Palmas del Domingo de Ramos, con los árboles de la plaza de Anaya como telón de fondo | Foto: ssantasalamanca.com

17 de octubre de 2016

Cuando ya media el otoño, por mucho sol que asome tratando de ablandarnos la mollera, toma el mando la heladura, que sazona mejor que el verano los sabios y fecundos mentideros cofrades. Y lo mejor es que comenzarán a expandirse las expectativas que giran en torno a 2017, como fecha que enmarca la hermosa efeméride de los setenta y cinco años andantes de la máxima representación de las cofradías y hermandades salmantinas.

La Junta de Semana Santa, como eje aglutinador del mundo cofrade, ha de entenderse siempre (rija quien rija el condominio) como nexo de unión entre todos nosotros. Esta debe ser razón fundamental para sentirnos orgullosos de todo lo que hemos sido capaces de construir a lo largo de los años, en favor de la religiosidad popular que tanto nos interesa; unos desde los puestos de responsabilidad y otros desde el foro que cobija a todo hijo de vecino o procedencia.

Un cumpleaños que debe recordar a quienes, por haber sido artífices de la salvación de las cofradías en los años complicados de la gran hecatombe sufrida, merecen nuestro recuerdo y el más profundo de los reconocimientos. Un grupo de valientes semanasanteros que fueron capaces, en aquella época tan complicada, de mantener viva la llama cofradiera como testimonio de luz, mientras caminábamos hacia este tiempo que, por mucho que se critique, está siendo fructífero en diversos e importantes aspectos.

Creo que don Froilán y toda su gente, junto a los hermanos mayores y directivos de los años sesenta y principios de los setenta, se merecen el más generoso de nuestros recuerdos. Quienes conocimos aquella época, tristemente tocada por la decadencia más absoluta, tenemos la obligación, cuando menos, de trasmitir (dando testimonio) que aquellos cofrades son los verdaderos héroes que salvaron las cofradías de una catástrofe anunciada, cuando el nacionalcatolicismo agonizaba frente al gran muro de la historia y el tiempo.

Doy por seguro que tan relevante heroicidad tendrá cacho en el amplio programa que debe nutrir cada uno de los meses del tan esperado 17. Pero lo que debe presidir, por encima del acontecimiento, es esa sensación de que todos nosotros, todos, sin excepción alguna, por encima de diferencias y marujeos de poco calado, debemos ser partícipes de algo que es nuestro.

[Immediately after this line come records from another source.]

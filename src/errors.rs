//! src/errors.rs
//!
//! Crate-wide error taxonomy shared by the store contract, the cache, and
//! the source layer.

use std::io;
use thiserror::Error;

/// Errors surfaced by store, cache, and source operations.
///
/// Cache reads translate `NotFound`/`NotModified` into an absent result
/// rather than surfacing them to callers; everything else propagates.
#[derive(Debug, Error)]
pub enum Error {
    /// No such bucket or key.
    #[error("object `{key}` not found in bucket `{bucket}`")]
    NotFound { bucket: String, key: String },

    /// A conditional fetch whose modified-since condition was not met.
    #[error("object `{key}` in bucket `{bucket}` not modified since the cutoff")]
    NotModified { bucket: String, key: String },

    /// Permission failure from the backing store.
    #[error("access denied to `{key}` in bucket `{bucket}`")]
    AccessDenied { bucket: String, key: String },

    /// Burst-rate throttling. Retryable on the synchronous metadata path;
    /// escalates to `Io` once the retry budget is exhausted.
    #[error("rate limited: {0}")]
    RateLimited(String),

    /// Malformed configuration or an invalid lookup result.
    #[error("configuration error: {0}")]
    Configuration(String),

    #[error(transparent)]
    Io(#[from] io::Error),

    #[error("serialization error: {0}")]
    Serde(#[from] serde_json::Error),
}

pub type Result<T> = std::result::Result<T, Error>;

impl Error {
    pub fn not_found(bucket: impl Into<String>, key: impl Into<String>) -> Self {
        Error::NotFound {
            bucket: bucket.into(),
            key: key.into(),
        }
    }

    pub fn not_modified(bucket: impl Into<String>, key: impl Into<String>) -> Self {
        Error::NotModified {
            bucket: bucket.into(),
            key: key.into(),
        }
    }

    pub fn access_denied(bucket: impl Into<String>, key: impl Into<String>) -> Self {
        Error::AccessDenied {
            bucket: bucket.into(),
            key: key.into(),
        }
    }

    pub fn io_other(message: impl Into<String>) -> Self {
        Error::Io(io::Error::other(message.into()))
    }

    /// True for the error kinds a cache read treats as "no such entry".
    pub fn is_absent(&self) -> bool {
        matches!(self, Error::NotFound { .. } | Error::NotModified { .. })
    }
}
//! Object attributes, listing results, byte ranges, and multipart part
//! descriptors.

use chrono::{DateTime, Utc};
use serde::{Deserialize, Serialize};
use std::fmt;

/// Result of a HEAD request: what is knowable about an object without
/// fetching its body.
#[derive(Clone, Debug)]
pub struct ObjectAttributes {
    /// Size in bytes.
    pub length: u64,

    /// Timestamp when the object was last written.
    pub last_modified: DateTime<Utc>,

    /// Content type (MIME type), if recorded.
    pub content_type: Option<String>,
}

/// One object in a listing.
#[derive(Clone, Debug)]
pub struct ObjectSummary {
    /// Object key (path-like identifier within the bucket).
    pub key: String,

    /// Size in bytes.
    pub size_bytes: u64,

    /// Timestamp when the object was last written.
    pub last_modified: DateTime<Utc>,
}

/// One page of a prefix listing.
#[derive(Debug, Default)]
pub struct ListObjectsPage {
    pub objects: Vec<ObjectSummary>,

    /// Opaque token resuming the listing after this page, present iff
    /// `is_truncated`.
    pub next_continuation_token: Option<String>,

    pub is_truncated: bool,
}

/// An inclusive byte range for a ranged GET.
#[derive(Clone, Copy, Debug, PartialEq, Eq)]
pub struct ByteRange {
    pub start: u64,

    /// Inclusive end offset.
    pub end: u64,
}

impl ByteRange {
    pub fn new(start: u64, end: u64) -> Self {
        Self { start, end }
    }

    pub fn len(&self) -> u64 {
        self.end.saturating_sub(self.start) + 1
    }

    pub fn is_empty(&self) -> bool {
        self.end < self.start
    }
}

impl fmt::Display for ByteRange {
    fn fmt(&self, f: &mut fmt::Formatter<'_>) -> fmt::Result {
        write!(f, "bytes={}-{}", self.start, self.end)
    }
}

/// A successfully uploaded part of a multipart transaction, as echoed back
/// to the completion call.
#[derive(Serialize, Deserialize, Clone, Debug, PartialEq, Eq)]
pub struct CompletedPart {
    /// Part number (1-based).
    pub part_number: i32,

    /// ETag hash returned by the part upload.
    pub etag: String,
}

#[cfg(test)]
mod tests {
    use super::*;

    #[test]
    fn range_renders_as_http_header_value() {
        let range = ByteRange::new(0, 511);
        assert_eq!(range.to_string(), "bytes=0-511");
        assert_eq!(range.len(), 512);
        assert!(!range.is_empty());
    }
}
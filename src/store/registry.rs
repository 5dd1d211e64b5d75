//! src/store/registry.rs
//!
//! One store client per distinct endpoint, created lazily and reused for
//! the life of the registry. The registry is owned by the composition
//! root; the get-or-create critical section is its only lock.

use crate::errors::Result;
use crate::models::reference::Credentials;
use crate::store::ObjectStore;
use std::collections::HashMap;
use std::sync::{Arc, Mutex, PoisonError};

/// Key under which endpoint-less specs are memoized.
const DEFAULT_ENDPOINT_KEY: &str = "default";

/// Everything a factory needs to build a client for one endpoint.
#[derive(Clone, Debug, Default)]
pub struct ClientSpec {
    pub endpoint: Option<String>,
    pub region: Option<String>,
    pub credentials: Option<Credentials>,
    pub async_credential_update: bool,
}

type StoreFactory = Box<dyn Fn(&ClientSpec) -> Result<Arc<dyn ObjectStore>> + Send + Sync>;

/// Memoizes one [`ObjectStore`] per endpoint identity.
pub struct StoreRegistry {
    factory: StoreFactory,
    clients: Mutex<HashMap<String, Arc<dyn ObjectStore>>>,
}

impl StoreRegistry {
    pub fn new<F>(factory: F) -> Self
    where
        F: Fn(&ClientSpec) -> Result<Arc<dyn ObjectStore>> + Send + Sync + 'static,
    {
        Self {
            factory: Box::new(factory),
            clients: Mutex::new(HashMap::new()),
        }
    }

    /// Registry that hands the same store to every spec. Useful for tests
    /// and for embedders with exactly one backend.
    pub fn single(store: Arc<dyn ObjectStore>) -> Self {
        Self::new(move |_spec| Ok(Arc::clone(&store)))
    }

    /// Returns the memoized client for the spec's endpoint, building it on
    /// first use.
    pub fn get_or_create(&self, spec: &ClientSpec) -> Result<Arc<dyn ObjectStore>> {
        let endpoint_key = spec
            .endpoint
            .clone()
            .unwrap_or_else(|| DEFAULT_ENDPOINT_KEY.to_string());
        let mut clients = self
            .clients
            .lock()
            .unwrap_or_else(PoisonError::into_inner);
        if let Some(client) = clients.get(&endpoint_key) {
            return Ok(Arc::clone(client));
        }
        let client = (self.factory)(spec)?;
        clients.insert(endpoint_key, Arc::clone(&client));
        Ok(client)
    }
}

#[cfg(test)]
mod tests {
    use super::*;
    use crate::store::memory::InMemoryStore;
    use std::sync::atomic::{AtomicUsize, Ordering};

    #[test]
    fn one_client_per_endpoint() {
        let built = Arc::new(AtomicUsize::new(0));
        let counter = Arc::clone(&built);
        let registry = StoreRegistry::new(move |_spec| {
            counter.fetch_add(1, Ordering::SeqCst);
            Ok(Arc::new(InMemoryStore::new()) as Arc<dyn ObjectStore>)
        });

        let default_spec = ClientSpec::default();
        let minio_spec = ClientSpec {
            endpoint: Some("http://minio.local:9000".into()),
            ..Default::default()
        };

        let a = registry.get_or_create(&default_spec).unwrap();
        let b = registry.get_or_create(&default_spec).unwrap();
        assert!(Arc::ptr_eq(&a, &b));
        assert_eq!(built.load(Ordering::SeqCst), 1);

        let c = registry.get_or_create(&minio_spec).unwrap();
        assert!(!Arc::ptr_eq(&a, &c));
        assert_eq!(built.load(Ordering::SeqCst), 2);
    }

    #[test]
    fn single_registry_always_returns_the_same_store() {
        let store: Arc<dyn ObjectStore> = Arc::new(InMemoryStore::new());
        let registry = StoreRegistry::single(Arc::clone(&store));
        let spec = ClientSpec {
            endpoint: Some("anything".into()),
            ..Default::default()
        };
        let client = registry.get_or_create(&spec).unwrap();
        assert!(Arc::ptr_eq(&client, &store));
    }
}
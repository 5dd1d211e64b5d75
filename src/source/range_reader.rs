//! src/source/range_reader.rs
//!
//! The unit primitive under the windowed stream and format sniffing: one
//! GET per fetch, no retry, no caching. Error mapping to the crate
//! taxonomy is the store implementation's job.

use crate::errors::Result;
use crate::models::object::{ByteRange, ObjectAttributes};
use crate::models::reference::ObjectReference;
use crate::store::{GetOptions, ObjectStore};
use bytes::Bytes;
use std::sync::Arc;
use tracing::debug;

/// Fetches arbitrary byte ranges of one remote object.
pub struct RangeReader {
    store: Arc<dyn ObjectStore>,
    reference: ObjectReference,
}

impl RangeReader {
    pub fn new(store: Arc<dyn ObjectStore>, reference: ObjectReference) -> Self {
        Self { store, reference }
    }

    pub fn reference(&self) -> &ObjectReference {
        &self.reference
    }

    /// Fetches one byte range with a single GET.
    pub async fn fetch(&self, range: ByteRange) -> Result<Bytes> {
        debug!(
            "requesting bytes {}-{} from {}",
            range.start, range.end, self.reference
        );
        let options = GetOptions {
            range: Some(range),
            ..Default::default()
        };
        let result = self
            .store
            .get(self.reference.bucket(), self.reference.key(), options)
            .await?;
        Ok(result.body)
    }

    /// Existence and size check.
    pub async fn head(&self) -> Result<ObjectAttributes> {
        self.store
            .head(self.reference.bucket(), self.reference.key())
            .await
    }
}
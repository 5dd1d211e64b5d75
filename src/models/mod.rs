//! Core data models: object references and attributes, list results,
//! image formats, variant descriptors, and the serialized info record.

pub mod format;
pub mod info;
pub mod object;
pub mod reference;
pub mod variant;
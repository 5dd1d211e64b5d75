//! src/cache/freshness.rs
//!
//! Time-to-live validity and last-access stamping. The backing store
//! treats object bodies as immutable, so the last-access timestamp lives
//! in a mutable tag rather than in object metadata.

use chrono::{DateTime, Utc};
use std::collections::HashMap;

/// Tag recording an object's last write or last successful read, as an
/// epoch-millisecond string.
pub const LAST_ACCESS_TIME_TAG: &str = "LastAccessTime";

/// Decides whether a stored entry is still valid given its last-access
/// timestamp.
#[derive(Clone, Copy, Debug)]
pub struct FreshnessPolicy {
    ttl_seconds: i64,
}

impl FreshnessPolicy {
    /// A policy with the given time-to-live; zero or negative means
    /// entries never expire.
    pub fn new(ttl_seconds: i64) -> Self {
        Self { ttl_seconds }
    }

    pub fn unbounded() -> Self {
        Self::new(0)
    }

    /// Earliest instant a valid entry may carry, at whole-second
    /// resolution to tolerate clock and metadata granularity. The epoch
    /// when the ttl is unbounded.
    pub fn earliest_valid_instant(&self) -> DateTime<Utc> {
        if self.ttl_seconds <= 0 {
            return DateTime::UNIX_EPOCH;
        }
        DateTime::from_timestamp(Utc::now().timestamp() - self.ttl_seconds, 0)
            .unwrap_or(DateTime::UNIX_EPOCH)
    }

    pub fn is_valid(&self, last: DateTime<Utc>) -> bool {
        self.ttl_seconds <= 0 || last > self.earliest_valid_instant()
    }
}

/// A fresh last-access tag pair stamped with the current time.
pub fn new_last_access_tag() -> (String, String) {
    (
        LAST_ACCESS_TIME_TAG.to_string(),
        Utc::now().timestamp_millis().to_string(),
    )
}

/// Extracts the last-access timestamp from an object's tag set, if present
/// and parseable.
pub fn parse_last_access(tags: &HashMap<String, String>) -> Option<DateTime<Utc>> {
    tags.get(LAST_ACCESS_TIME_TAG)?
        .parse::<i64>()
        .ok()
        .and_then(DateTime::from_timestamp_millis)
}

#[cfg(test)]
mod tests {
    use super::*;
    use chrono::Duration;

    #[test]
    fn unbounded_ttl_is_always_valid() {
        let policy = FreshnessPolicy::unbounded();
        assert!(policy.is_valid(DateTime::UNIX_EPOCH));
        assert!(policy.is_valid(Utc::now() - Duration::days(10_000)));
        assert_eq!(FreshnessPolicy::new(-5).earliest_valid_instant(), DateTime::UNIX_EPOCH);
    }

    #[test]
    fn bounded_ttl_expires_old_entries() {
        let policy = FreshnessPolicy::new(60);
        assert!(policy.is_valid(Utc::now()));
        assert!(!policy.is_valid(Utc::now() - Duration::seconds(120)));
    }

    #[test]
    fn validity_is_monotonic_in_ttl() {
        // Increasing the ttl can only turn an invalid record valid, never
        // the reverse.
        let last = Utc::now() - Duration::seconds(90);
        let mut was_valid = false;
        for ttl in [1i64, 30, 60, 89, 120, 3600, 0] {
            let valid = FreshnessPolicy::new(ttl).is_valid(last);
            if was_valid {
                assert!(valid, "ttl={} regressed to invalid", ttl);
            }
            was_valid = valid;
        }
        assert!(was_valid);
    }

    #[test]
    fn tag_round_trip() {
        let (name, value) = new_last_access_tag();
        let tags = HashMap::from([(name, value)]);
        let parsed = parse_last_access(&tags).unwrap();
        assert!((Utc::now() - parsed).num_seconds() < 5);

        assert!(parse_last_access(&HashMap::new()).is_none());
        let garbage = HashMap::from([(LAST_ACCESS_TIME_TAG.to_string(), "soon".to_string())]);
        assert!(parse_last_access(&garbage).is_none());
    }
}
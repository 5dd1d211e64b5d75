//! src/store/memory.rs
//!
//! In-process [`ObjectStore`] implementation. Backs the test suite and
//! embedders that want cache semantics without a remote endpoint. Objects
//! live in per-bucket ordered maps so prefix listings come back in key
//! order, mirroring a real store's listing contract.

use crate::errors::{Error, Result};
use crate::models::object::{
    ByteRange, CompletedPart, ListObjectsPage, ObjectAttributes, ObjectSummary,
};
use crate::store::{ByteStream, GetOptions, GetResult, MIN_PART_LENGTH, ObjectStore};
use async_trait::async_trait;
use base64::{Engine as _, engine::general_purpose};
use bytes::Bytes;
use chrono::{DateTime, Utc};
use futures::stream;
use std::collections::{BTreeMap, HashMap};
use std::sync::{Mutex, MutexGuard, PoisonError};
use uuid::Uuid;

const MAX_OBJECT_KEY_LEN: usize = 1024;
const MAX_KEYS_PER_PAGE: usize = 1000;
const STREAM_CHUNK_LEN: usize = 64 * 1024;

#[derive(Clone)]
struct StoredObject {
    body: Bytes,
    content_type: Option<String>,
    etag: String,
    last_modified: DateTime<Utc>,
    tags: HashMap<String, String>,
}

struct StoredPart {
    etag: String,
    body: Bytes,
}

struct MultipartSession {
    bucket: String,
    key: String,
    content_type: Option<String>,
    parts: BTreeMap<i32, StoredPart>,
}

#[derive(Default)]
struct State {
    buckets: HashMap<String, BTreeMap<String, StoredObject>>,
    uploads: HashMap<String, MultipartSession>,
}

/// In-memory store keyed by bucket and object key.
#[derive(Default)]
pub struct InMemoryStore {
    state: Mutex<State>,
}

impl InMemoryStore {
    pub fn new() -> Self {
        Self::default()
    }

    /// Convenience constructor that pre-creates one bucket.
    pub fn with_bucket(name: impl Into<String>) -> Self {
        let store = Self::new();
        store.create_bucket(name);
        store
    }

    pub fn create_bucket(&self, name: impl Into<String>) {
        self.state().buckets.entry(name.into()).or_default();
    }

    /// Number of multipart transactions that have been created but neither
    /// completed nor aborted. Exposed so callers can verify abort paths.
    pub fn open_upload_count(&self) -> usize {
        self.state().uploads.len()
    }

    fn state(&self) -> MutexGuard<'_, State> {
        self.state.lock().unwrap_or_else(PoisonError::into_inner)
    }

    /// Basic key validation to catch empty, oversized, or path-traversal
    /// keys before they reach the maps.
    fn ensure_key_safe(bucket: &str, key: &str) -> Result<()> {
        if key.is_empty()
            || key.len() > MAX_OBJECT_KEY_LEN
            || key.starts_with('/')
            || key.contains("..")
            || key
                .bytes()
                .any(|b| b.is_ascii_control() || b == b'\\' || b == b'\0')
        {
            return Err(Error::not_found(bucket, key));
        }
        Ok(())
    }

    fn lookup<'a>(state: &'a State, bucket: &str, key: &str) -> Result<&'a StoredObject> {
        state
            .buckets
            .get(bucket)
            .and_then(|objects| objects.get(key))
            .ok_or_else(|| Error::not_found(bucket, key))
    }

    fn attributes_of(object: &StoredObject) -> ObjectAttributes {
        ObjectAttributes {
            length: object.body.len() as u64,
            last_modified: object.last_modified,
            content_type: object.content_type.clone(),
        }
    }
}

#[async_trait]
impl ObjectStore for InMemoryStore {
    async fn head(&self, bucket: &str, key: &str) -> Result<ObjectAttributes> {
        Self::ensure_key_safe(bucket, key)?;
        let state = self.state();
        let object = Self::lookup(&state, bucket, key)?;
        Ok(Self::attributes_of(object))
    }

    async fn get(&self, bucket: &str, key: &str, options: GetOptions) -> Result<GetResult> {
        Self::ensure_key_safe(bucket, key)?;
        let state = self.state();
        let object = Self::lookup(&state, bucket, key)?;

        if let Some(since) = options.if_modified_since {
            if object.last_modified <= since {
                return Err(Error::not_modified(bucket, key));
            }
        }

        let body = match options.range {
            Some(range) => {
                let length = object.body.len() as u64;
                if range.start >= length {
                    return Err(Error::io_other(format!(
                        "range {} not satisfiable for {}-byte object `{}`",
                        range, length, key
                    )));
                }
                let end = range.end.min(length - 1);
                object.body.slice(range.start as usize..=end as usize)
            }
            None => object.body.clone(),
        };

        Ok(GetResult {
            body,
            attributes: Self::attributes_of(object),
        })
    }

    async fn get_stream(&self, bucket: &str, key: &str) -> Result<ByteStream> {
        Self::ensure_key_safe(bucket, key)?;
        let body = {
            let state = self.state();
            Self::lookup(&state, bucket, key)?.body.clone()
        };
        let mut chunks = Vec::new();
        let mut offset = 0;
        while offset < body.len() {
            let end = (offset + STREAM_CHUNK_LEN).min(body.len());
            chunks.push(Ok(body.slice(offset..end)));
            offset = end;
        }
        Ok(Box::pin(stream::iter(chunks)))
    }

    async fn put(
        &self,
        bucket: &str,
        key: &str,
        body: Bytes,
        content_type: Option<&str>,
        _content_encoding: Option<&str>,
    ) -> Result<()> {
        Self::ensure_key_safe(bucket, key)?;
        let mut state = self.state();
        let objects = state
            .buckets
            .get_mut(bucket)
            .ok_or_else(|| Error::not_found(bucket, key))?;
        let etag = format!("{:x}", md5::compute(&body));
        objects.insert(
            key.to_string(),
            StoredObject {
                body,
                content_type: content_type.map(str::to_string),
                etag,
                last_modified: Utc::now(),
                tags: HashMap::new(),
            },
        );
        Ok(())
    }

    async fn delete(&self, bucket: &str, key: &str) -> Result<()> {
        Self::ensure_key_safe(bucket, key)?;
        let mut state = self.state();
        let objects = state
            .buckets
            .get_mut(bucket)
            .ok_or_else(|| Error::not_found(bucket, key))?;
        objects.remove(key);
        Ok(())
    }

    async fn list(
        &self,
        bucket: &str,
        prefix: &str,
        continuation_token: Option<&str>,
    ) -> Result<ListObjectsPage> {
        let state = self.state();
        let objects = state
            .buckets
            .get(bucket)
            .ok_or_else(|| Error::not_found(bucket, prefix))?;

        let start_after = continuation_token.map(decode_continuation_token);
        let fetch_limit = MAX_KEYS_PER_PAGE + 1;
        let mut rows: Vec<ObjectSummary> = objects
            .iter()
            .filter(|(key, _)| key.starts_with(prefix))
            .filter(|(key, _)| match &start_after {
                Some(token) => key.as_str() > token.as_str(),
                None => true,
            })
            .take(fetch_limit)
            .map(|(key, object)| ObjectSummary {
                key: key.clone(),
                size_bytes: object.body.len() as u64,
                last_modified: object.last_modified,
            })
            .collect();

        let mut is_truncated = false;
        let mut next_continuation_token = None;
        if rows.len() == fetch_limit {
            if let Some(last) = rows.pop() {
                next_continuation_token = Some(encode_continuation_token(&last.key));
            }
            is_truncated = true;
        }

        Ok(ListObjectsPage {
            objects: rows,
            next_continuation_token,
            is_truncated,
        })
    }

    async fn get_tags(&self, bucket: &str, key: &str) -> Result<HashMap<String, String>> {
        Self::ensure_key_safe(bucket, key)?;
        let state = self.state();
        let object = Self::lookup(&state, bucket, key)?;
        Ok(object.tags.clone())
    }

    async fn put_tags(&self, bucket: &str, key: &str, tags: HashMap<String, String>) -> Result<()> {
        Self::ensure_key_safe(bucket, key)?;
        let mut state = self.state();
        let object = state
            .buckets
            .get_mut(bucket)
            .and_then(|objects| objects.get_mut(key))
            .ok_or_else(|| Error::not_found(bucket, key))?;
        object.tags = tags;
        Ok(())
    }

    async fn create_multipart(
        &self,
        bucket: &str,
        key: &str,
        content_type: Option<&str>,
    ) -> Result<String> {
        Self::ensure_key_safe(bucket, key)?;
        let mut state = self.state();
        if !state.buckets.contains_key(bucket) {
            return Err(Error::not_found(bucket, key));
        }
        let upload_id = Uuid::new_v4().to_string();
        state.uploads.insert(
            upload_id.clone(),
            MultipartSession {
                bucket: bucket.to_string(),
                key: key.to_string(),
                content_type: content_type.map(str::to_string),
                parts: BTreeMap::new(),
            },
        );
        Ok(upload_id)
    }

    async fn upload_part(
        &self,
        bucket: &str,
        key: &str,
        upload_id: &str,
        part_number: i32,
        body: Bytes,
    ) -> Result<String> {
        let mut state = self.state();
        let session = state
            .uploads
            .get_mut(upload_id)
            .filter(|session| session.bucket == bucket && session.key == key)
            .ok_or_else(|| Error::not_found(bucket, key))?;
        let etag = format!("{:x}", md5::compute(&body));
        session.parts.insert(
            part_number,
            StoredPart {
                etag: etag.clone(),
                body,
            },
        );
        Ok(etag)
    }

    async fn complete_multipart(
        &self,
        bucket: &str,
        key: &str,
        upload_id: &str,
        parts: Vec<CompletedPart>,
    ) -> Result<()> {
        let mut state = self.state();
        {
            let session = state
                .uploads
                .get(upload_id)
                .filter(|session| session.bucket == bucket && session.key == key)
                .ok_or_else(|| Error::not_found(bucket, key))?;

            if parts.is_empty() {
                return Err(Error::io_other(format!(
                    "completing upload `{}` requires at least one part",
                    upload_id
                )));
            }
            for (index, part) in parts.iter().enumerate() {
                let stored = session.parts.get(&part.part_number).ok_or_else(|| {
                    Error::io_other(format!(
                        "upload `{}` has no part {}",
                        upload_id, part.part_number
                    ))
                })?;
                if stored.etag != part.etag {
                    return Err(Error::io_other(format!(
                        "etag mismatch for part {} of upload `{}`",
                        part.part_number, upload_id
                    )));
                }
                let is_last = index == parts.len() - 1;
                if !is_last && stored.body.len() < MIN_PART_LENGTH {
                    return Err(Error::io_other(format!(
                        "part {} of upload `{}` is smaller than the {}-byte minimum",
                        part.part_number, upload_id, MIN_PART_LENGTH
                    )));
                }
            }
        }

        let session = match state.uploads.remove(upload_id) {
            Some(session) => session,
            None => return Err(Error::not_found(bucket, key)),
        };
        let mut assembled = Vec::new();
        for part in &parts {
            if let Some(stored) = session.parts.get(&part.part_number) {
                assembled.extend_from_slice(&stored.body);
            }
        }
        let body = Bytes::from(assembled);
        let etag = format!("{:x}", md5::compute(&body));
        let objects = state
            .buckets
            .get_mut(bucket)
            .ok_or_else(|| Error::not_found(bucket, key))?;
        objects.insert(
            key.to_string(),
            StoredObject {
                body,
                content_type: session.content_type,
                etag,
                last_modified: Utc::now(),
                tags: HashMap::new(),
            },
        );
        Ok(())
    }

    async fn abort_multipart(&self, bucket: &str, key: &str, upload_id: &str) -> Result<()> {
        let mut state = self.state();
        state
            .uploads
            .remove(upload_id)
            .map(|_| ())
            .ok_or_else(|| Error::not_found(bucket, key))
    }
}

fn encode_continuation_token(token: &str) -> String {
    general_purpose::STANDARD.encode(token)
}

fn decode_continuation_token(token: &str) -> String {
    general_purpose::STANDARD
        .decode(token)
        .ok()
        .and_then(|bytes| String::from_utf8(bytes).ok())
        .unwrap_or_else(|| token.to_string())
}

Y no estaría de más (aprovechando el empuje que va a tener el festejo) que comenzásemos a plantearnos, con cierta seriedad, que debemos unirnos sin fisuras ante este tiempo que cobija un anticlericalismo que va tomando posiciones ciertamente peligrosas para los intereses cofrades. Ante esa situación, más que posible, no vale huir hacia el chiringuito junto a los cuatro amiguetes para reforzar esa tontorrona idea de creer que con lo nuestro sobra todo lo demás.

La fecha del 17 debería ser un importante revulsivo para construir con seriedad un proyecto común, en el que todos tengamos la sensación de que la palabra hermandad va más allá de una procesión que, como tentempié semanasantero, solo puede apagar las lumbres del impulso.

Pues eso, que el 17 es todos y todos debemos estar cuando menos en estas vísperas con ganas de dar la talla, lejos de esos corrillos de alcantarilla, que solo sirven para que cuatro alucinados vivan reconcomiéndose mientras rescatan entre sueños el pasado.